Haka Cezası! Maori Vekiller Meclisten Uzaklaştırıldı
Dünya

Haka Cezası! Maori Vekiller Meclisten Uzaklaştırıldı


05 June 20255 dk okuma20 görüntülenmeSon güncelleme: 03 July 2025

Yeni Zelanda Meclisi'nde tarihi bir karar alındı. Tartışmalı bir yasa tasarısını haka dansı ile protesto eden üç Maori milletvekili, meclis tarafından cezalandırıldı. Milletvekilleri, 7 ila 21 gün arasında değişen sürelerle meclisten uzaklaştırıldı. Bu karar, Yeni Zelanda siyasi tarihinde bir ilk olarak kayıtlara geçti. Peki, bu protestoya neden olan yasa tasarısı neydi ve bu ceza neden bu kadar yankı uyandırdı?

Haka Dansı Protestosu ve Cezanın Nedeni

Geçtiğimiz yıl, Yeni Zelanda Meclisi'nde tartışmalı bir yasa tasarısı görüşülüyordu. Bu tasarı, ülkenin kurucu anlaşması olan Waitangi Anlaşması'nın yeniden tanımlanmasını öngörüyordu. Maori toplumu, bu tasarının haklarını zedeleyeceğini düşünerek harekete geçti. Muhalefet vekili Hana-Rawhiti Maipi-Clarke'ın başlattığı haka dansı protestosu, kısa sürede diğer milletvekillerinin de katılımıyla büyüdü. Partinin eş başkanları Rawiri Waititi ve Debbie Ngarewa-Packer da protestoya destek verdi. Ancak bu protesto, meclis tarafından hoş karşılanmadı ve üç milletvekili hakkında soruşturma başlatıldı.

Meclis komitesi, haka dansının diğer milletvekillerini "sindirebileceğini" savunarak, milletvekillerinin cezalandırılmasını tavsiye etti. Yapılan oylama sonucunda Hana-Rawhiti Maipi-Clarke 7 gün, Rawiri Waititi ve Debbie Ngarewa-Packer ise 21'er gün meclisten uzaklaştırıldı. Bu cezalar, Yeni Zelanda tarihinde bir milletvekiline verilen en uzun uzaklaştırma cezaları olarak tarihe geçti.

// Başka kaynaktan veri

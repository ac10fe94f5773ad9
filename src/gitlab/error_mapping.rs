//! Maps GitLab HTTP responses onto [`IntakeError`] variants.

use http::StatusCode;
use serde::de::DeserializeOwned;

use super::error::IntakeError;
use super::transport::HttpResponse;

/// Checks if a GitLab status indicates an authentication failure.
pub(crate) const fn is_auth_failure(status: StatusCode) -> bool {
    matches!(status, StatusCode::UNAUTHORIZED | StatusCode::FORBIDDEN)
}

/// Extracts the human-readable detail GitLab puts in error bodies.
///
/// GitLab uses `message` for most failures (sometimes as an object of field
/// errors) and `error` for OAuth-style failures.
pub(crate) fn extract_gitlab_message(body: &str) -> Option<String> {
    let Ok(value) = serde_json::from_str::<serde_json::Value>(body) else {
        return None;
    };
    ["message", "error"]
        .iter()
        .find_map(|key| value.get(key))
        .map(|detail| {
            detail
                .as_str()
                .map_or_else(|| detail.to_string(), str::to_owned)
        })
}

/// Converts a non-success response into an error.
pub(crate) fn map_http_error(operation: &str, response: &HttpResponse) -> IntakeError {
    let status = response.status;
    let detail =
        extract_gitlab_message(&response.body).unwrap_or_else(|| "unknown error".to_owned());
    let message = format!("{operation} failed with status {status}: {detail}");

    if is_auth_failure(status) {
        IntakeError::Authentication { message }
    } else if status == StatusCode::NOT_FOUND {
        IntakeError::NotFound { message }
    } else if status == StatusCode::TOO_MANY_REQUESTS {
        IntakeError::RateLimitExceeded {
            retry_after_secs: response.retry_after_secs,
            message,
        }
    } else {
        IntakeError::Api { message }
    }
}

/// Decodes a successful JSON response, mapping failures to errors.
pub(crate) fn decode_json<T: DeserializeOwned>(
    operation: &str,
    response: &HttpResponse,
) -> Result<T, IntakeError> {
    if !response.status.is_success() {
        return Err(map_http_error(operation, response));
    }
    serde_json::from_str(&response.body).map_err(|error| IntakeError::Decode {
        message: format!("{operation} response deserialisation failed: {error}"),
    })
}

#[cfg(test)]
mod tests {
    use rstest::rstest;

    use super::*;

    #[rstest]
    #[case::unauthorized(StatusCode::UNAUTHORIZED, "Authentication")]
    #[case::forbidden(StatusCode::FORBIDDEN, "Authentication")]
    #[case::not_found(StatusCode::NOT_FOUND, "NotFound")]
    #[case::throttled(StatusCode::TOO_MANY_REQUESTS, "RateLimitExceeded")]
    #[case::server(StatusCode::BAD_GATEWAY, "Api")]
    fn maps_status_codes(#[case] status: StatusCode, #[case] expected: &str) {
        let response = HttpResponse::new(status, r#"{"message":"nope"}"#);
        let error = map_http_error("list merge requests", &response);
        let variant = match &error {
            IntakeError::Authentication { .. } => "Authentication",
            IntakeError::NotFound { .. } => "NotFound",
            IntakeError::RateLimitExceeded { .. } => "RateLimitExceeded",
            IntakeError::Api { .. } => "Api",
            _ => "other",
        };
        assert_eq!(variant, expected, "unexpected mapping: {error:?}");
        assert!(error.to_string().contains("nope"));
    }

    #[rstest]
    #[case::message(r#"{"message":"404 Project Not Found"}"#, Some("404 Project Not Found"))]
    #[case::oauth(r#"{"error":"invalid_token"}"#, Some("invalid_token"))]
    #[case::field_errors(
        r#"{"message":{"ref":["is missing"]}}"#,
        Some(r#"{"ref":["is missing"]}"#)
    )]
    #[case::plain_text("Bad Gateway", None)]
    fn extracts_messages(#[case] body: &str, #[case] expected: Option<&str>) {
        assert_eq!(extract_gitlab_message(body).as_deref(), expected);
    }

    #[rstest]
    fn rate_limit_keeps_retry_hint() {
        let response = HttpResponse {
            status: StatusCode::TOO_MANY_REQUESTS,
            body: String::new(),
            retry_after_secs: Some(60),
        };
        assert!(matches!(
            map_http_error("discussions", &response),
            IntakeError::RateLimitExceeded {
                retry_after_secs: Some(60),
                ..
            }
        ));
    }

    #[rstest]
    fn decode_reports_malformed_bodies() {
        let response = HttpResponse::new(StatusCode::OK, "not json");
        let result: Result<Vec<u32>, _> = decode_json("discussions", &response);
        assert!(matches!(result, Err(IntakeError::Decode { .. })));
    }
}
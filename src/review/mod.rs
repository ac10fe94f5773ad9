//! Review comment aggregation.
//!
//! Selects merge requests, normalizes their discussion notes into
//! [`ReviewComment`] records with code context, and groups them by merge
//! request and code location. [`ReviewSession`] keeps the result of the last
//! successful run.

pub mod comment;
pub mod context;
pub mod grouping;
pub mod location;
pub mod normalizer;
pub mod pipeline;
pub mod selector;
pub mod session;
pub mod summary;

pub use comment::ReviewComment;
pub use context::{CodeContextResolver, snippet_window};
pub use grouping::{GroupedComments, LocationGroup, MergeRequestGroup};
pub use location::CodeLocation;
pub use normalizer::CommentNormalizer;
pub use pipeline::{AggregationReport, CommentAggregator, RunWarning};
pub use selector::{
    MergeRequestSelection, SelectedMergeRequests, SkippedMergeRequest, select_merge_requests,
};
pub use session::{ReviewSession, RunOutcome};
pub use summary::{MergeRequestOverview, RunSummary, overview};
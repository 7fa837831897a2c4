/*
MIT License
Copyright (c) 2021 Germán Molina
Permission is hereby granted, free of charge, to any person obtaining a copy
of this software and associated documentation files (the "Software"), to deal
in the Software without restriction, including without limitation the rights
to use, copy, modify, merge, publish, distribute, sublicense, and/or sell
copies of the Software, and to permit persons to whom the Software is
furnished to do so, subject to the following conditions:
The above copyright notice and this permission notice shall be included in all
copies or substantial portions of the Software.
THE SOFTWARE IS PROVIDED "AS IS", WITHOUT WARRANTY OF ANY KIND, EXPRESS OR
IMPLIED, INCLUDING BUT NOT LIMITED TO THE WARRANTIES OF MERCHANTABILITY,
FITNESS FOR A PARTICULAR PURPOSE AND NONINFRINGEMENT. IN NO EVENT SHALL THE
AUTHORS OR COPYRIGHT HOLDERS BE LIABLE FOR ANY CLAIM, DAMAGES OR OTHER
LIABILITY, WHETHER IN AN ACTION OF CONTRACT, TORT OR OTHERWISE, ARISING FROM,
OUT OF OR IN CONNECTION WITH THE SOFTWARE OR THE USE OR OTHER DEALINGS IN THE
SOFTWARE.
*/

//! Element-wise operations that can be mapped over a matrix.
//!
//! Each operation is a unit struct implementing [`ElementOp`] for the
//! element types it makes sense for, plus [`YieldsStructure`] declaring
//! which structures it keeps. An operation that implements
//! `YieldsStructure` without overriding anything keeps nothing.

use crate::structure::YieldsStructure;
use crate::traits::Numberish;

/// An operation applied independently to every element of a matrix.
pub trait ElementOp<T>: YieldsStructure + Copy + Default + 'static {
    /// A name for diagnostics.
    const NAME: &'static str;

    /// Applies the operation to a single value.
    fn apply(&self, v: T) -> T;
}

/// Rounding of an element to an integral value. Integers are already
/// integral, so they are returned unchanged.
pub trait Rounding: Copy {
    /// Round half away from zero
    fn round(self) -> Self;
    /// Largest integral value not greater than `self`
    fn floor(self) -> Self;
    /// Smallest integral value not lower than `self`
    fn ceil(self) -> Self;
    /// Integral part of `self`
    fn trunc(self) -> Self;
}

macro_rules! impl_rounding_int {
    ($($t:ty),*) => {
        $(impl Rounding for $t {
            fn round(self) -> Self { self }
            fn floor(self) -> Self { self }
            fn ceil(self) -> Self { self }
            fn trunc(self) -> Self { self }
        })*
    };
}

macro_rules! impl_rounding_float {
    ($($t:ty),*) => {
        $(impl Rounding for $t {
            fn round(self) -> Self { <$t>::round(self) }
            fn floor(self) -> Self { <$t>::floor(self) }
            fn ceil(self) -> Self { <$t>::ceil(self) }
            fn trunc(self) -> Self { <$t>::trunc(self) }
        })*
    };
}

impl_rounding_int!(i8, i16, i32, i64, isize);
impl_rounding_float!(f32, f64);

/// Declares an element-wise operation: its marker struct, which structures
/// it keeps, and how it acts on each element.
macro_rules! element_op {
    (
        $(#[$doc:meta])*
        $name:ident, $label:literal,
        keeps [$($flag:ident),*],
        <$t:ident : $($bound:path),+> |$v:ident| $body:expr
    ) => {
        $(#[$doc])*
        #[derive(Debug, Clone, Copy, Default, PartialEq, Eq)]
        pub struct $name;

        impl YieldsStructure for $name {
            $(const $flag: bool = true;)*
        }

        impl<$t: Numberish $(+ $bound)+> ElementOp<$t> for $name {
            const NAME: &'static str = $label;

            #[inline]
            fn apply(&self, $v: $t) -> $t {
                $body
            }
        }
    };
}

element_op!(
    /// `round(x)`. Since `round(0) = 0` and it commutes with (conjugate)
    /// transposition, it keeps every structure.
    Round, "round",
    keeps [PRESERVES_SYMMETRIC, PRESERVES_HERMITIAN, PRESERVES_LOWER, PRESERVES_UPPER],
    <T: Rounding> |v| Rounding::round(v)
);

element_op!(
    /// `floor(x)`
    Floor, "floor",
    keeps [PRESERVES_SYMMETRIC, PRESERVES_HERMITIAN, PRESERVES_LOWER, PRESERVES_UPPER],
    <T: Rounding> |v| Rounding::floor(v)
);

element_op!(
    /// `ceil(x)`
    Ceil, "ceil",
    keeps [PRESERVES_SYMMETRIC, PRESERVES_HERMITIAN, PRESERVES_LOWER, PRESERVES_UPPER],
    <T: Rounding> |v| Rounding::ceil(v)
);

element_op!(
    /// `trunc(x)`
    Trunc, "trunc",
    keeps [PRESERVES_SYMMETRIC, PRESERVES_HERMITIAN, PRESERVES_LOWER, PRESERVES_UPPER],
    <T: Rounding> |v| Rounding::trunc(v)
);

element_op!(
    /// `|x|`
    Abs, "abs",
    keeps [PRESERVES_SYMMETRIC, PRESERVES_HERMITIAN, PRESERVES_LOWER, PRESERVES_UPPER],
    <T: num_traits::Signed> |v| num_traits::Signed::abs(&v)
);

element_op!(
    /// `-x`
    Neg, "neg",
    keeps [PRESERVES_SYMMETRIC, PRESERVES_HERMITIAN, PRESERVES_LOWER, PRESERVES_UPPER],
    <T: num_traits::Signed> |v| -v
);

element_op!(
    /// `exp(x)`. `exp(0) = 1`, so triangular matrices fill up.
    Exp, "exp",
    keeps [PRESERVES_SYMMETRIC, PRESERVES_HERMITIAN],
    <T: num_traits::Float> |v| num_traits::Float::exp(v)
);

element_op!(
    /// `cos(x)`. `cos(0) = 1`, so triangular matrices fill up.
    Cos, "cos",
    keeps [PRESERVES_SYMMETRIC, PRESERVES_HERMITIAN],
    <T: num_traits::Float> |v| num_traits::Float::cos(v)
);
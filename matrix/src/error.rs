/*
MIT License
Copyright (c) 2021 Germán Molina
Permission is hereby granted, free of charge, to any person obtaining a copy
of this software and associated documentation files (the "Software"), to deal
in the Software without restriction, including without limitation the rights
to use, copy, modify, merge, publish, distribute, sublicense, and/or sell
copies of the Software, and to permit persons to whom the Software is
furnished to do so, subject to the following conditions:
The above copyright notice and this permission notice shall be included in all
copies or substantial portions of the Software.
THE SOFTWARE IS PROVIDED "AS IS", WITHOUT WARRANTY OF ANY KIND, EXPRESS OR
IMPLIED, INCLUDING BUT NOT LIMITED TO THE WARRANTIES OF MERCHANTABILITY,
FITNESS FOR A PARTICULAR PURPOSE AND NONINFRINGEMENT. IN NO EVENT SHALL THE
AUTHORS OR COPYRIGHT HOLDERS BE LIABLE FOR ANY CLAIM, DAMAGES OR OTHER
LIABILITY, WHETHER IN AN ACTION OF CONTRACT, TORT OR OTHERWISE, ARISING FROM,
OUT OF OR IN CONNECTION WITH THE SOFTWARE OR THE USE OR OTHER DEALINGS IN THE
SOFTWARE.
*/

use crate::structure::StructureKind;
use crate::traits::Axis;

/// Everything that can go wrong when building, querying or mutating a matrix.
///
/// None of these leave a matrix in a modified state: every operation that
/// returns an error has validated its input before touching storage.
#[derive(Debug, Clone, PartialEq, Eq, thiserror::Error)]
pub enum MatrixError {
    /// A write would put a non-zero value in a position the matrix
    /// structure requires to stay zero.
    #[error("invalid assignment to {axis} {index}: positions {positions:?} must remain zero")]
    StructureViolation {
        /// The axis of the line being written.
        axis: Axis,
        /// The index of the line being written.
        index: usize,
        /// Positions along the line that would have become non-zero.
        positions: Vec<usize>,
    },

    /// A row or column index used to build a view is out of bounds.
    #[error("{axis} index {index} is out of range (the matrix has {bound})")]
    IndexOutOfRange {
        /// Which kind of line was requested.
        axis: Axis,
        /// The requested index.
        index: usize,
        /// The number of lines of that kind in the matrix.
        bound: usize,
    },

    /// An element access out of bounds.
    #[error("element ({row},{col}) is out of bounds for a {}x{} matrix", size.0, size.1)]
    ElementOutOfRange {
        /// Requested row.
        row: usize,
        /// Requested column.
        col: usize,
        /// Size of the matrix, as `(rows, columns)`.
        size: (usize, usize),
    },

    /// Two operands have incompatible lengths.
    #[error("size mismatch: expected {expected} elements, found {found}")]
    DimensionMismatch {
        /// The length required by the destination.
        expected: usize,
        /// The length of the source.
        found: usize,
    },

    /// A triangular matrix was requested from a non-square one.
    #[error("triangular matrices must be square, found {rows}x{columns}")]
    NotSquare {
        /// Rows of the offending matrix.
        rows: usize,
        /// Columns of the offending matrix.
        columns: usize,
    },

    /// The result of an element-wise operation is not guaranteed to keep
    /// the requested structure.
    #[error("applying '{op}' does not guarantee a {required} result")]
    StructureNotGuaranteed {
        /// Name of the element-wise operation.
        op: &'static str,
        /// The structure that was requested.
        required: StructureKind,
    },

    /// Deserialized storage arrays do not describe a valid matrix or vector.
    #[error("malformed storage: {0}")]
    MalformedStorage(String),
}

/// Shorthand used across the crate.
pub type Result<T> = std::result::Result<T, MatrixError>;
/*
MIT License
Copyright (c) 2021 Germán Molina
Permission is hereby granted, free of charge, to any person obtaining a copy
of this software and associated documentation files (the "Software"), to deal
in the Software without restriction, including without limitation the rights
to use, copy, modify, merge, publish, distribute, sublicense, and/or sell
copies of the Software, and to permit persons to whom the Software is
furnished to do so, subject to the following conditions:
The above copyright notice and this permission notice shall be included in all
copies or substantial portions of the Software.
THE SOFTWARE IS PROVIDED "AS IS", WITHOUT WARRANTY OF ANY KIND, EXPRESS OR
IMPLIED, INCLUDING BUT NOT LIMITED TO THE WARRANTIES OF MERCHANTABILITY,
FITNESS FOR A PARTICULAR PURPOSE AND NONINFRINGEMENT. IN NO EVENT SHALL THE
AUTHORS OR COPYRIGHT HOLDERS BE LIABLE FOR ANY CLAIM, DAMAGES OR OTHER
LIABILITY, WHETHER IN AN ACTION OF CONTRACT, TORT OR OTHERWISE, ARISING FROM,
OUT OF OR IN CONNECTION WITH THE SOFTWARE OR THE USE OR OTHER DEALINGS IN THE
SOFTWARE.
*/

use serde::{Deserialize, Serialize};

use crate::traits::{Matrix, Numberish};

/// The structural guarantees carried by a matrix.
///
/// These are independent facts rather than a single tag: a diagonal
/// matrix is at the same time `lower`, `upper` and `symmetric`.
#[derive(Default, Debug, Clone, Copy, PartialEq, Eq, Hash, Serialize, Deserialize)]
pub struct Structure {
    /// `A == transpose(A)`
    pub symmetric: bool,
    /// `A == conj(transpose(A))`
    pub hermitian: bool,
    /// Every element above the diagonal is zero
    pub lower: bool,
    /// Every element below the diagonal is zero
    pub upper: bool,
}

impl Structure {
    /// No guarantees at all.
    pub const GENERAL: Self = Self {
        symmetric: false,
        hermitian: false,
        lower: false,
        upper: false,
    };

    /// Only symmetric.
    pub const SYMMETRIC: Self = Self {
        symmetric: true,
        ..Self::GENERAL
    };

    /// Only Hermitian.
    pub const HERMITIAN: Self = Self {
        hermitian: true,
        ..Self::GENERAL
    };

    /// Only lower-triangular.
    pub const LOWER: Self = Self {
        lower: true,
        ..Self::GENERAL
    };

    /// Only upper-triangular.
    pub const UPPER: Self = Self {
        upper: true,
        ..Self::GENERAL
    };

    /// Everything a real diagonal matrix guarantees.
    pub const DIAGONAL: Self = Self {
        symmetric: true,
        hermitian: true,
        lower: true,
        upper: true,
    };

    /// Is the matrix guaranteed to be symmetric?
    pub fn is_symmetric(&self) -> bool {
        self.symmetric
    }

    /// Is the matrix guaranteed to be Hermitian?
    pub fn is_hermitian(&self) -> bool {
        self.hermitian
    }

    /// Is the matrix guaranteed to be lower-triangular?
    pub fn is_lower(&self) -> bool {
        self.lower
    }

    /// Is the matrix guaranteed to be upper-triangular?
    pub fn is_upper(&self) -> bool {
        self.upper
    }

    /// Is nothing guaranteed?
    pub fn is_general(&self) -> bool {
        *self == Self::GENERAL
    }

    /// Checks a single fact.
    pub fn contains(&self, kind: StructureKind) -> bool {
        match kind {
            StructureKind::General => true,
            StructureKind::Symmetric => self.symmetric,
            StructureKind::Hermitian => self.hermitian,
            StructureKind::Lower => self.lower,
            StructureKind::Upper => self.upper,
        }
    }

    /// The facts that hold in both `self` and `other`
    pub fn intersection(self, other: Self) -> Self {
        Self {
            symmetric: self.symmetric && other.symmetric,
            hermitian: self.hermitian && other.hermitian,
            lower: self.lower && other.lower,
            upper: self.upper && other.upper,
        }
    }

    /// Inspects the values of `matrix` and returns every fact that holds.
    ///
    /// Non-square matrices are never symmetric, Hermitian or triangular.
    pub fn detect<T: Numberish, M: Matrix<T> + ?Sized>(matrix: &M) -> Self {
        let (nrows, ncols) = matrix.size();
        if nrows != ncols {
            return Self::GENERAL;
        }
        let n = nrows;
        let mut ret = Self::DIAGONAL;
        for r in 0..n {
            for c in 0..n {
                let Ok(v) = matrix.get(r, c) else {
                    return Self::GENERAL;
                };
                if c > r && !v.is_zero() {
                    ret.lower = false;
                }
                if r > c && !v.is_zero() {
                    ret.upper = false;
                }
                if let Ok(t) = matrix.get(c, r) {
                    if v != t {
                        ret.symmetric = false;
                    }
                    if v != t.conj() {
                        ret.hermitian = false;
                    }
                }
            }
        }
        ret
    }
}

impl std::ops::BitOr for Structure {
    type Output = Self;

    fn bitor(self, other: Self) -> Self {
        Self {
            symmetric: self.symmetric || other.symmetric,
            hermitian: self.hermitian || other.hermitian,
            lower: self.lower || other.lower,
            upper: self.upper || other.upper,
        }
    }
}

impl std::fmt::Display for Structure {
    fn fmt(&self, f: &mut std::fmt::Formatter<'_>) -> std::fmt::Result {
        if self.is_general() {
            return write!(f, "general");
        }
        let names: Vec<&str> = [
            (self.symmetric, "symmetric"),
            (self.hermitian, "hermitian"),
            (self.lower, "lower"),
            (self.upper, "upper"),
        ]
        .iter()
        .filter(|(on, _)| *on)
        .map(|(_, name)| *name)
        .collect();
        write!(f, "{}", names.join("+"))
    }
}

/// The closed set of structural tags.
#[derive(Debug, Clone, Copy, PartialEq, Eq, Hash, Serialize, Deserialize)]
#[serde(rename_all = "snake_case")]
pub enum StructureKind {
    /// No structure
    General,
    /// Symmetric
    Symmetric,
    /// Hermitian
    Hermitian,
    /// Lower-triangular
    Lower,
    /// Upper-triangular
    Upper,
}

impl StructureKind {
    /// The guarantee that consists only of this tag.
    pub fn as_structure(self) -> Structure {
        match self {
            StructureKind::General => Structure::GENERAL,
            StructureKind::Symmetric => Structure::SYMMETRIC,
            StructureKind::Hermitian => Structure::HERMITIAN,
            StructureKind::Lower => Structure::LOWER,
            StructureKind::Upper => Structure::UPPER,
        }
    }
}

impl std::fmt::Display for StructureKind {
    fn fmt(&self, f: &mut std::fmt::Formatter<'_>) -> std::fmt::Result {
        let s = match self {
            StructureKind::General => "general",
            StructureKind::Symmetric => "symmetric",
            StructureKind::Hermitian => "hermitian",
            StructureKind::Lower => "lower",
            StructureKind::Upper => "upper",
        };
        write!(f, "{}", s)
    }
}

/// Which structures survive when an operation is applied element-wise.
///
/// Everything defaults to `false`, so an operation that does not
/// override anything yields a general matrix.
///
/// * An operation that commutes with transposition keeps symmetry.
/// * An operation that commutes with the conjugate transpose keeps
///   Hermitian matrices Hermitian.
/// * An operation with `f(0) = 0` keeps both triangular structures.
pub trait YieldsStructure {
    /// Applied to a symmetric matrix, the result is symmetric.
    const PRESERVES_SYMMETRIC: bool = false;
    /// Applied to a Hermitian matrix, the result is Hermitian.
    const PRESERVES_HERMITIAN: bool = false;
    /// Applied to a lower-triangular matrix, the result is lower-triangular.
    const PRESERVES_LOWER: bool = false;
    /// Applied to an upper-triangular matrix, the result is upper-triangular.
    const PRESERVES_UPPER: bool = false;
}

/// The structure of `Op` applied to a matrix with structure `input`.
pub fn yields<Op: YieldsStructure + ?Sized>(input: Structure) -> Structure {
    input.intersection(Structure {
        symmetric: Op::PRESERVES_SYMMETRIC,
        hermitian: Op::PRESERVES_HERMITIAN,
        lower: Op::PRESERVES_LOWER,
        upper: Op::PRESERVES_UPPER,
    })
}

#[cfg(test)]
mod tests {
    use super::*;

    struct KeepsNothing;
    impl YieldsStructure for KeepsNothing {}

    struct KeepsTriangles;
    impl YieldsStructure for KeepsTriangles {
        const PRESERVES_LOWER: bool = true;
        const PRESERVES_UPPER: bool = true;
    }

    #[test]
    fn test_unregistered_yields_general() {
        assert_eq!(yields::<KeepsNothing>(Structure::DIAGONAL), Structure::GENERAL);
        assert_eq!(yields::<KeepsNothing>(Structure::LOWER), Structure::GENERAL);
    }

    #[test]
    fn test_yields_never_adds() {
        // A general input stays general no matter what the op preserves
        assert_eq!(yields::<KeepsTriangles>(Structure::GENERAL), Structure::GENERAL);
        assert_eq!(yields::<KeepsTriangles>(Structure::LOWER), Structure::LOWER);
        assert_eq!(
            yields::<KeepsTriangles>(Structure::DIAGONAL),
            Structure::LOWER | Structure::UPPER
        );
    }

    #[test]
    fn test_contains() {
        let s = Structure::LOWER | Structure::SYMMETRIC;
        assert!(s.contains(StructureKind::Lower));
        assert!(s.contains(StructureKind::Symmetric));
        assert!(!s.contains(StructureKind::Upper));
        assert!(s.contains(StructureKind::General));
        assert_eq!(StructureKind::Upper.as_structure(), Structure::UPPER);
    }

    #[test]
    fn test_display() {
        assert_eq!(format!("{}", Structure::GENERAL), "general");
        assert_eq!(format!("{}", Structure::LOWER | Structure::UPPER), "lower+upper");
    }
}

Waitangi Anlaşması ve Tartışmalı Yasa Tasarısı

Peki, Maori milletvekillerini bu kadar öfkelendiren ve haka dansı ile protesto etmelerine neden olan Waitangi Anlaşması nedir? 1840 yılında İngiliz Krallığı ve Maori liderleri arasında imzalanan Waitangi Anlaşması, Yeni Zelanda'nın temelini oluşturuyor. Ancak anlaşmanın farklı yorumları, zaman zaman gerginliklere yol açıyor.

Tartışmalı yasa tasarısı, Waitangi Anlaşması'nın ilkelerinin yasal olarak yeniden tanımlanmasını amaçlıyordu. Tasarıyı savunanlar, anlaşmanın ülkeyi ırklara göre böldüğünü iddia ediyordu. Karşı çıkanlar ise ülkeyi bölenin tasarının kendisi olduğunu savunuyordu. Tasarı, mecliste yapılan oylamada reddedilse de, Maori toplumu ile hükümet arasındaki gerginliği daha da artırdı.

Maori milletvekillerinin cezalandırılması, Yeni Zelanda'da büyük yankı uyandırdı. Birçok kişi, bu kararın Maori kültürüne ve ifade özgürlüğüne bir saldırı olduğunu savunuyor. Milletvekilleri ise cezaya rağmen mücadelelerine devam edeceklerini belirtiyor. Maipi-Clarke, meclisteki konuşmasında, "Asla susturulmayacağız, asla kaybolmayacağız" diyerek kararlılıklarını vurguladı.

Bu olay, Yeni Zelanda'da Maori hakları ve kültürel kimlik konularında yeni bir tartışma başlattı. Ülkenin geleceği, bu tartışmaların nasıl sonuçlanacağına bağlı olacak gibi görünüyor.